## ABOUT THIS TASK
Your answer should be the lines below from the one with "repository 4057e8001bce0de0" to the one with "let modules = resolution.modules();", both included, given again exactly and with nothing added.

## STUDY MATERIAL
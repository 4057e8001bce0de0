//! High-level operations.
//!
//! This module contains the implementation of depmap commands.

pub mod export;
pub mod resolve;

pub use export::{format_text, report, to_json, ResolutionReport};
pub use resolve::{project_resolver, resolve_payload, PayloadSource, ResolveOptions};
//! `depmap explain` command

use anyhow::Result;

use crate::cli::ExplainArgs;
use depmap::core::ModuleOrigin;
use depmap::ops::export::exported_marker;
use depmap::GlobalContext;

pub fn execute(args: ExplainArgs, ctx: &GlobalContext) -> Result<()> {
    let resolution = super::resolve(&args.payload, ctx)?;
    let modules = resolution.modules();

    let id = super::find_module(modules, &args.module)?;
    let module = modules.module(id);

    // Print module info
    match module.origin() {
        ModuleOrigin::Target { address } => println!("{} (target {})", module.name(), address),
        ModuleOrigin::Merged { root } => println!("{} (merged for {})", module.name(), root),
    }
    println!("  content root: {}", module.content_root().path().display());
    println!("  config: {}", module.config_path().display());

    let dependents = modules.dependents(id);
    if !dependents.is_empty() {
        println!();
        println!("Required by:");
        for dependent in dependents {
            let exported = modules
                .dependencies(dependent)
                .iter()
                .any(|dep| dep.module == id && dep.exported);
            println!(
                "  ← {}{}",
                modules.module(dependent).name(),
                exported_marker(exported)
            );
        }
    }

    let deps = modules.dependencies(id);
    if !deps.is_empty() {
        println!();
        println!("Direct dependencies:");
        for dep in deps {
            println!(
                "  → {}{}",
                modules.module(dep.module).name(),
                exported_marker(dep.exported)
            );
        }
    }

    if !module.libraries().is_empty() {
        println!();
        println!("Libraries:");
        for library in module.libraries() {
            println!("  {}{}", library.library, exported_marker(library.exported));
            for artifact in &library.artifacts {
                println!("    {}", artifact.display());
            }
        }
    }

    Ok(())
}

==

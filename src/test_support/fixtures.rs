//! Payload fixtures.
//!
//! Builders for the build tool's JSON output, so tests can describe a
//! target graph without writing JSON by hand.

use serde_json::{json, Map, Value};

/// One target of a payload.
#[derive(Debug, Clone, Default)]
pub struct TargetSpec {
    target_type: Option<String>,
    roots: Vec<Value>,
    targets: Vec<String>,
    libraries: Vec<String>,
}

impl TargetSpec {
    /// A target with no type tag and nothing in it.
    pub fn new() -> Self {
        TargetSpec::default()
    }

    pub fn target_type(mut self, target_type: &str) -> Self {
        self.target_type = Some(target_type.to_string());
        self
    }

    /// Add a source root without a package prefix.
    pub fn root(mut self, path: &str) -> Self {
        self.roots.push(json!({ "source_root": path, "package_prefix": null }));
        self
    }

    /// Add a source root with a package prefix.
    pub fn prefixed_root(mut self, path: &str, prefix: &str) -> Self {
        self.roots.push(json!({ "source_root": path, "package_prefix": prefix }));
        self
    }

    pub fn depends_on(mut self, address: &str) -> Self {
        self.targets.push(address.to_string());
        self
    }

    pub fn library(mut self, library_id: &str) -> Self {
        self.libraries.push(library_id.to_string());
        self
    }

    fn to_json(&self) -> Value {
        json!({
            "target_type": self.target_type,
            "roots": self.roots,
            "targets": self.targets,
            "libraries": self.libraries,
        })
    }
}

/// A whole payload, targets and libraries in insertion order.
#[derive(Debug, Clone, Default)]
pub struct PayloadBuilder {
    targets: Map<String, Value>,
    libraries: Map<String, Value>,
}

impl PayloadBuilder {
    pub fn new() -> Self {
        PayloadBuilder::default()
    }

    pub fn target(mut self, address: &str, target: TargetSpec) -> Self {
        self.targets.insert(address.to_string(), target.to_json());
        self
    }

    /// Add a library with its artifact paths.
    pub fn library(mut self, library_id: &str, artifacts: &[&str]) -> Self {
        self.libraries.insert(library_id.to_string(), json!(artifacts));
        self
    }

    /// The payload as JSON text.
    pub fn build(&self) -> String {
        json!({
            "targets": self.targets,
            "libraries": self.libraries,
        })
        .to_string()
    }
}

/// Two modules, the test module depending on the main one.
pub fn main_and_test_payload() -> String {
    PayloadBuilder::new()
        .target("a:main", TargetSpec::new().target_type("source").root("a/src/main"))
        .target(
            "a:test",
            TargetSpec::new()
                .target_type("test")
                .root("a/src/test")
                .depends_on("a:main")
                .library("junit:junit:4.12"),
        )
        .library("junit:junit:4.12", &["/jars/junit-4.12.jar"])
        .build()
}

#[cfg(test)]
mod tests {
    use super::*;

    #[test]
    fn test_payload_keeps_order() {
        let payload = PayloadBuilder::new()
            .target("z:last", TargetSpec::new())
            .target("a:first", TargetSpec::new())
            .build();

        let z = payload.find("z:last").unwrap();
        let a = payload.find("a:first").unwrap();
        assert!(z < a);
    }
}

## THE COMPLETED TASK
repository 4057e8001bce0de0
//! High-level operations.
//!
//! This module contains the implementation of depmap commands.

pub mod export;
pub mod resolve;

pub use export::{format_text, report, to_json, ResolutionReport};
pub use resolve::{project_resolver, resolve_payload, PayloadSource, ResolveOptions};
//! `depmap explain` command

use anyhow::Result;

use crate::cli::ExplainArgs;
use depmap::core::ModuleOrigin;
use depmap::ops::export::exported_marker;
use depmap::GlobalContext;

pub fn execute(args: ExplainArgs, ctx: &GlobalContext) -> Result<()> {
    let resolution = super::resolve(&args.payload, ctx)?;
    let modules = resolution.modules();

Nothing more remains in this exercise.